Whether you’re cooking up something simple or creating a masterpiece there’s some things everybody needs to know.
The WHO estimates 600 million people, fall ill after eating contaminated food. Four-hundred-twenty thousand will die from it. But you can take some steps to make sure the food you’re serving is safe.
When storing food, refrigerate or freeze groceries within two hours, after that, bacteria start to grow. Don’t taste food to see if it’s still good. If it’s after the expiration date, throw it out. You can’t taste, see, or even smell all bacteria that causes food poisoning.

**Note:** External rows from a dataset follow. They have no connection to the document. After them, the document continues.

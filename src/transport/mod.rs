//! HTTP transport layer over `reqwest`.

mod http;

pub use http::{HttpTransport, RawResponse};
//! The demo narrative the `api-demo` binary runs.
//!
//! Nine steps, strictly in order: health, list, seeded lookup, raw YAML,
//! create, update, AI status, chat, delete. Dependent steps are skipped when
//! their prerequisite returned nothing; there is no retry and no rollback.
//! If the update fails, the delete still targets the originally created id.

use crate::types::ai::AiStatus;
use crate::types::flow::{CreateFlow, Flow, UpdateFlow};
use crate::{ApiClient, Result};

/// External id of the flow the server seeds ("Protocol: Base Case Truck").
const SEEDED_EXTERNAL_ID: &str = "111";

const SAMPLE_FLOW_YAML: &str = "diagram:
  Protocol:
    - Fill Data:
        - block_type: Action
        - data_field: license_plate
    - Access Decision:
        access: Granted";

/// What the run observed. The run itself completes as long as the server
/// keeps answering; these fields let tests assert on the narrative.
#[derive(Debug, Default)]
pub struct DemoReport {
    /// Id of the flow step 5 created, if the server accepted it.
    pub created_flow_id: Option<i64>,
    /// Whether step 9 deleted that flow (server answered 204).
    pub deleted: bool,
    /// Whether step 8 actually called the chat endpoint.
    pub chat_invoked: bool,
}

/// Run the full narrative against `client` and print the endpoint summary.
pub async fn run(client: &ApiClient) -> Result<DemoReport> {
    print_banner_line("🚀 ");
    println!("    PROTOCOL BUILDER API DEMO");
    print_banner_line("🚀 ");

    let mut report = DemoReport::default();

    step(1, "Health Check");
    let health = client.health().await?;
    if !health.is_healthy() {
        println!("⚠️  Warning: API may not be fully operational");
    }

    step(2, "List Existing Flows");
    let _flows = client.list_flows().await?;

    step(3, "Get Flow by External ID");
    let protocol_flow = client.flow_by_external_id(SEEDED_EXTERNAL_ID).await?;

    if let Some(flow) = &protocol_flow {
        step(4, "Get Raw YAML Content");
        inspect_raw_yaml(client, flow).await?;
    }

    step(5, "Create New Flow");
    let new_flow = client
        .create_flow(
            CreateFlow::new("Demo Flow - License Plate Check")
                .external_id("demo-lp-check")
                .flow_yaml(SAMPLE_FLOW_YAML),
        )
        .await?;
    report.created_flow_id = new_flow.as_ref().map(|f| f.id);

    if let Some(flow) = &new_flow {
        step(6, "Update Flow");
        let _updated = client
            .update_flow(
                flow.id,
                UpdateFlow::new().name("Demo Flow - License Plate Check (Updated)"),
            )
            .await?;
    }

    step(7, "Check AI Assistant Status");
    let ai_status = client.ai_status().await?;

    report.chat_invoked = chat_step(client, &ai_status).await?;

    if let Some(flow) = &new_flow {
        step(9, "Delete Demo Flow");
        report.deleted = client.delete_flow(flow.id).await?;
    }

    print_banner_line("✅ ");
    println!("    DEMO COMPLETE!");
    print_banner_line("✅ ");
    print_endpoint_summary();

    Ok(report)
}

async fn inspect_raw_yaml(client: &ApiClient, flow: &Flow) -> Result<()> {
    let flow_yaml = client.flow_yaml(flow.id).await?;
    client.planspace_yaml(flow.id).await?;

    // The YAML routes hand back opaque text; report whether it even parses.
    if let Some(yaml) = &flow_yaml {
        match serde_yaml::from_str::<serde_yaml::Value>(yaml) {
            Ok(_) => println!("Flow YAML parses as a well-formed document"),
            Err(e) => println!("⚠️  Flow YAML does not parse: {e}"),
        }
    }
    Ok(())
}

async fn chat_step(client: &ApiClient, ai_status: &AiStatus) -> Result<bool> {
    if !ai_status.configured {
        println!("\n\n📍 STEP 8: AI Chat Demo - SKIPPED (AI not configured)");
        return Ok(false);
    }

    step(8, "AI Chat Demo");
    let _reply = client
        .chat(
            "protocols",
            "What blocks are available in the protocols workspace?",
        )
        .send()
        .await?;
    Ok(true)
}

fn step(n: u32, title: &str) {
    println!("\n\n📍 STEP {n}: {title}");
}

fn print_banner_line(symbol: &str) {
    println!("\n{}", symbol.repeat(20));
}

fn print_endpoint_summary() {
    println!(
        r#"
API Endpoints Summary:
  Health:
    GET  /health                              - Check API health

  Flows (JSON):
    GET  /api/flows                           - List all flows
    POST /api/flows                           - Create new flow
    GET  /api/flows/:id                       - Get flow by ID
    GET  /api/flows/external/:externalId      - Get flow by external ID
    PUT  /api/flows/:id                       - Update flow
    DELETE /api/flows/:id                     - Delete flow

  Flows (Raw YAML):
    GET  /api/flows/:id/flow.yaml             - Get raw flow YAML
    GET  /api/flows/:id/planspace.yaml        - Get raw PlanSpace YAML
    GET  /api/flows/external/:externalId/flow.yaml
    GET  /api/flows/external/:externalId/planspace.yaml

  AI Assistant:
    GET  /api/ai/status                       - Check AI configuration
    POST /api/ai/chat                         - Chat (non-streaming)
    POST /api/ai/chat/stream                  - Chat (streaming SSE)

  Documentation:
    GET  /api-docs                            - Swagger UI
    GET  /openapi.json                        - OpenAPI spec
"#
    );
}
//! AI assistant wire types: status and chat.

use serde::{Deserialize, Serialize};

/// Payload of `GET /api/ai/status`.
#[derive(Debug, Clone, Deserialize)]
pub struct AiStatus {
    pub configured: bool,
}

/// Speaker of one chat turn.
#[derive(Debug, Clone, Copy, PartialEq, Eq, Serialize, Deserialize)]
#[serde(rename_all = "lowercase")]
pub enum ChatRole {
    User,
    Assistant,
}

/// One prior exchange in the conversation history.
#[derive(Debug, Clone, Serialize, Deserialize)]
pub struct ChatTurn {
    pub role: ChatRole,
    pub content: String,
}

impl ChatTurn {
    pub fn user(content: impl Into<String>) -> Self {
        Self {
            role: ChatRole::User,
            content: content.into(),
        }
    }

    pub fn assistant(content: impl Into<String>) -> Self {
        Self {
            role: ChatRole::Assistant,
            content: content.into(),
        }
    }
}

/// Body for `POST /api/ai/chat`.
///
/// `history` is always present on the wire (empty when there were no prior
/// turns); `currentFlowYaml` is omitted when absent. The camelCase name is the
/// server's, not ours.
#[derive(Debug, Clone, Serialize)]
pub struct ChatRequest {
    pub workspace: String,
    pub message: String,
    pub history: Vec<ChatTurn>,
    #[serde(rename = "currentFlowYaml", skip_serializing_if = "Option::is_none")]
    pub current_flow_yaml: Option<String>,
}

impl ChatRequest {
    pub fn new(workspace: impl Into<String>, message: impl Into<String>) -> Self {
        Self {
            workspace: workspace.into(),
            message: message.into(),
            history: Vec::new(),
            current_flow_yaml: None,
        }
    }
}
use crate::render;
use crate::transport::{HttpTransport, RawResponse};
use crate::types::health::HealthStatus;
use crate::{Error, Result};
use serde::de::DeserializeOwned;
use std::sync::Arc;

/// Client for the Protocol Builder REST API.
///
/// One method per endpoint, grouped across `flows.rs` (CRUD and raw YAML) and
/// `ai.rs` (assistant status and chat). Every method prints a response banner
/// before returning; see [`crate::render`].
pub struct ApiClient {
    pub(crate) transport: Arc<HttpTransport>,
}

impl ApiClient {
    /// Create a client for the given base URL with default settings.
    pub fn new(base_url: &str) -> Result<Self> {
        crate::client::builder::ApiClientBuilder::new()
            .base_url(base_url)
            .build()
    }

    /// `GET /health`. Returns the payload whatever the HTTP status is; the
    /// caller inspects the status field.
    pub async fn health(&self) -> Result<HealthStatus> {
        let response = self.transport.get("/health").await?;
        render::print_response("Health Check", &response);
        decode_any_status(&response)
    }
}

/// Decode the body of an endpoint that reports through its payload rather
/// than its status code. An undecodable body here is a real error, carrying
/// the status for diagnosis, not a panic.
pub(crate) fn decode_any_status<T: DeserializeOwned>(response: &RawResponse) -> Result<T> {
    serde_json::from_str(&response.body)
        .map_err(|e| Error::unexpected_body(response.status, e.to_string()))
}

/// Decode the body only when the status matches; any other status is the
/// server saying no, reported as `None`.
pub(crate) fn decode_if_status<T: DeserializeOwned>(
    response: &RawResponse,
    expected: u16,
) -> Result<Option<T>> {
    if response.status != expected {
        return Ok(None);
    }
    serde_json::from_str(&response.body)
        .map(Some)
        .map_err(|e| Error::unexpected_body(response.status, e.to_string()))
}

/// Raw-text variant of [`decode_if_status`] for the YAML endpoints.
pub(crate) fn text_if_status(response: &RawResponse, expected: u16) -> Option<String> {
    (response.status == expected).then(|| response.body.clone())
}
//! Contract tests for the health and AI endpoints.
//!
//! Health and AI status report through their payload rather than their HTTP
//! status, so both must survive any status code, and both must turn a
//! non-JSON body into an error instead of a panic.

use mockito::Matcher;
use protocol_builder_client::{ApiClientBuilder, ChatTurn, Error};
use serde_json::json;

fn client_for(server: &mockito::ServerGuard) -> protocol_builder_client::ApiClient {
    ApiClientBuilder::new()
        .base_url(server.url())
        .build()
        .expect("mock server URL must be valid")
}

#[tokio::test]
async fn health_parses_the_status_field() {
    let mut server = mockito::Server::new_async().await;
    server
        .mock("GET", "/health")
        .with_status(200)
        .with_header("content-type", "application/json")
        .with_body(r#"{"status": "healthy"}"#)
        .create_async()
        .await;

    let health = client_for(&server).health().await.unwrap();
    assert!(health.is_healthy());
}

#[tokio::test]
async fn health_still_parses_a_degraded_payload_on_503() {
    let mut server = mockito::Server::new_async().await;
    server
        .mock("GET", "/health")
        .with_status(503)
        .with_header("content-type", "application/json")
        .with_body(r#"{"status": "degraded"}"#)
        .create_async()
        .await;

    let health = client_for(&server).health().await.unwrap();
    assert!(!health.is_healthy());
    assert_eq!(health.status, "degraded");
}

#[tokio::test]
async fn health_turns_an_html_error_page_into_unexpected_body() {
    let mut server = mockito::Server::new_async().await;
    server
        .mock("GET", "/health")
        .with_status(500)
        .with_header("content-type", "text/html")
        .with_body("<html><body>Internal Server Error</body></html>")
        .create_async()
        .await;

    let err = client_for(&server).health().await.unwrap_err();
    assert!(matches!(err, Error::UnexpectedBody { status: 500, .. }));
}

#[tokio::test]
async fn ai_status_parses_the_configured_flag() {
    let mut server = mockito::Server::new_async().await;
    server
        .mock("GET", "/api/ai/status")
        .with_status(200)
        .with_header("content-type", "application/json")
        .with_body(r#"{"configured": false}"#)
        .create_async()
        .await;

    let status = client_for(&server).ai_status().await.unwrap();
    assert!(!status.configured);
}

#[tokio::test]
async fn ai_status_turns_a_non_json_body_into_unexpected_body() {
    let mut server = mockito::Server::new_async().await;
    server
        .mock("GET", "/api/ai/status")
        .with_status(502)
        .with_header("content-type", "text/html")
        .with_body("Bad Gateway")
        .create_async()
        .await;

    let err = client_for(&server).ai_status().await.unwrap_err();
    assert!(matches!(err, Error::UnexpectedBody { status: 502, .. }));
}

#[tokio::test]
async fn chat_sends_workspace_message_and_ordered_history() {
    let mut server = mockito::Server::new_async().await;
    let mock = server
        .mock("POST", "/api/ai/chat")
        .match_body(Matcher::Json(json!({
            "workspace": "protocols",
            "message": "and after that?",
            "history": [
                {"role": "user", "content": "what blocks exist?"},
                {"role": "assistant", "content": "Action and Decision blocks."},
            ],
        })))
        .with_status(200)
        .with_header("content-type", "application/json")
        .with_body(r#"{"response": "Then the flow ends."}"#)
        .create_async()
        .await;

    let reply = client_for(&server)
        .chat("protocols", "and after that?")
        .turn(ChatTurn::user("what blocks exist?"))
        .turn(ChatTurn::assistant("Action and Decision blocks."))
        .send()
        .await
        .unwrap()
        .unwrap();
    assert_eq!(reply["response"], "Then the flow ends.");
    mock.assert_async().await;
}

#[tokio::test]
async fn chat_includes_current_flow_yaml_only_when_set() {
    let mut server = mockito::Server::new_async().await;
    let mock = server
        .mock("POST", "/api/ai/chat")
        .match_body(Matcher::Json(json!({
            "workspace": "protocols",
            "message": "improve this",
            "history": [],
            "currentFlowYaml": "diagram: {}",
        })))
        .with_status(200)
        .with_header("content-type", "application/json")
        .with_body(r#"{"response": "Looks minimal."}"#)
        .create_async()
        .await;

    client_for(&server)
        .chat("protocols", "improve this")
        .current_flow_yaml("diagram: {}")
        .send()
        .await
        .unwrap();
    mock.assert_async().await;
}

#[tokio::test]
async fn chat_returns_none_when_the_assistant_rejects() {
    let mut server = mockito::Server::new_async().await;
    server
        .mock("POST", "/api/ai/chat")
        .with_status(503)
        .with_header("content-type", "application/json")
        .with_body(r#"{"error": "assistant not configured"}"#)
        .create_async()
        .await;

    let reply = client_for(&server)
        .chat("protocols", "hello")
        .send()
        .await
        .unwrap();
    assert!(reply.is_none());
}
//! Domain value types shared across the relay crates.
//!
//! Everything here is a plain, serializable value — no behavior, no IO.
//! `UniformPost` is the boundary type produced by upstream adapters (out of
//! scope in this workspace; see `relay-sources`) and consumed by the
//! pipeline.

use chrono::{DateTime, Utc};
use serde::{Deserialize, Serialize};

/// One item as reported by an upstream adapter, already normalized into the
/// shape every downstream component agrees on.
#[derive(Debug, Clone, Serialize, Deserialize)]
pub struct UniformPost {
    pub id: String,
    pub url: String,
    pub text: String,
    pub published_at: DateTime<Utc>,
    pub author: Author,
    pub media: Vec<MediaAttachment>,
    pub is_repost: bool,
    pub is_quote: bool,
    pub is_reply: bool,
    pub is_thread_post: bool,
    pub reply_to_handle: Option<String>,
    pub platform_uri: Option<String>,
    pub has_video: bool,
    pub quoted_post: Option<Box<UniformPost>>,
}

#[derive(Debug, Clone, Serialize, Deserialize)]
pub struct Author {
    pub username: String,
    pub display_name: String,
}

#[derive(Debug, Clone, Serialize, Deserialize)]
pub struct MediaAttachment {
    pub url: String,
    pub alt: Option<String>,
}

/// Downstream publish visibility, mirroring the ActivityPub-compatible
/// service's own vocabulary.
#[derive(Debug, Clone, Copy, PartialEq, Eq, Serialize, Deserialize)]
#[serde(rename_all = "snake_case")]
pub enum Visibility {
    Public,
    Unlisted,
    Private,
    Direct,
}

/// The `{id, url}` pair every successful publish/update returns.
#[derive(Debug, Clone, Serialize, Deserialize)]
pub struct PublishedRef {
    pub id: String,
    pub url: String,
}

/// An activity-log action kind. Kept as a closed enum because the schema's
/// `CHECK` constraint enumerates exactly these values.
#[derive(Debug, Clone, Copy, PartialEq, Eq, Serialize, Deserialize)]
#[serde(rename_all = "snake_case")]
pub enum ActivityAction {
    Fetch,
    Publish,
    Skip,
    Error,
    ProfileSync,
    MediaUpload,
    TransientError,
}

impl ActivityAction {
    pub fn as_str(&self) -> &'static str {
        match self {
            ActivityAction::Fetch => "fetch",
            ActivityAction::Publish => "publish",
            ActivityAction::Skip => "skip",
            ActivityAction::Error => "error",
            ActivityAction::ProfileSync => "profile_sync",
            ActivityAction::MediaUpload => "media_upload",
            ActivityAction::TransientError => "transient_error",
        }
    }
}
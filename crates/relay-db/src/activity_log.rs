use anyhow::{Context, Result};
use relay_schemas::ActivityAction;
use serde_json::Value;
use sqlx::PgPool;

/// Append-only diagnostic stream. Adapted from a prior file-based
/// audit writer: the activity log is a table here, not a hash-chained file,
/// so there is no tamper-detection pass — only append and read-for-tests.
#[derive(Clone)]
pub struct ActivityLogRepo {
    pool: PgPool,
}

impl ActivityLogRepo {
    pub fn new(pool: PgPool) -> Self {
        Self { pool }
    }

    pub async fn append(
        &self,
        source_id: Option<&str>,
        action: ActivityAction,
        details: Value,
    ) -> Result<()> {
        sqlx::query(
            r#"
            insert into activity_log (source_id, action, details, created_at)
            values ($1, $2, $3, now())
            "#,
        )
        .bind(source_id)
        .bind(action.as_str())
        .bind(details)
        .execute(&self.pool)
        .await
        .context("activity_log append failed")?;
        Ok(())
    }

    /// Test/diagnostic helper: count rows for a source with a given action.
    /// The pipeline itself never reads the log ("never read from
    /// inside the pipeline").
    pub async fn count_for(&self, source_id: &str, action: ActivityAction) -> Result<i64> {
        let (n,): (i64,) = sqlx::query_as(
            r#"
            select count(*)::bigint
            from activity_log
            where source_id = $1 and action = $2
            "#,
        )
        .bind(source_id)
        .bind(action.as_str())
        .fetch_one(&self.pool)
        .await
        .context("activity_log count_for failed")?;
        Ok(n)
    }
}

Never put cooked foods back on the same plate that once held raw foods. Foodborne pathogens from raw meat can easily spread to ready-to-eat foods.
Never thaw your food on the counter. Foodborne pathogens multiply rapidly when foods are in the danger zone between 40°f and 140°f. Instead, always thaw foods in the refrigerator, cold water or in the microwave. And to avoid that danger zone, don’t cool your cooked foods on the countertop either before putting it in the fridge.
Children under five years of age carry 40 percent of the foodborne disease burden, with 125,000 deaths every year.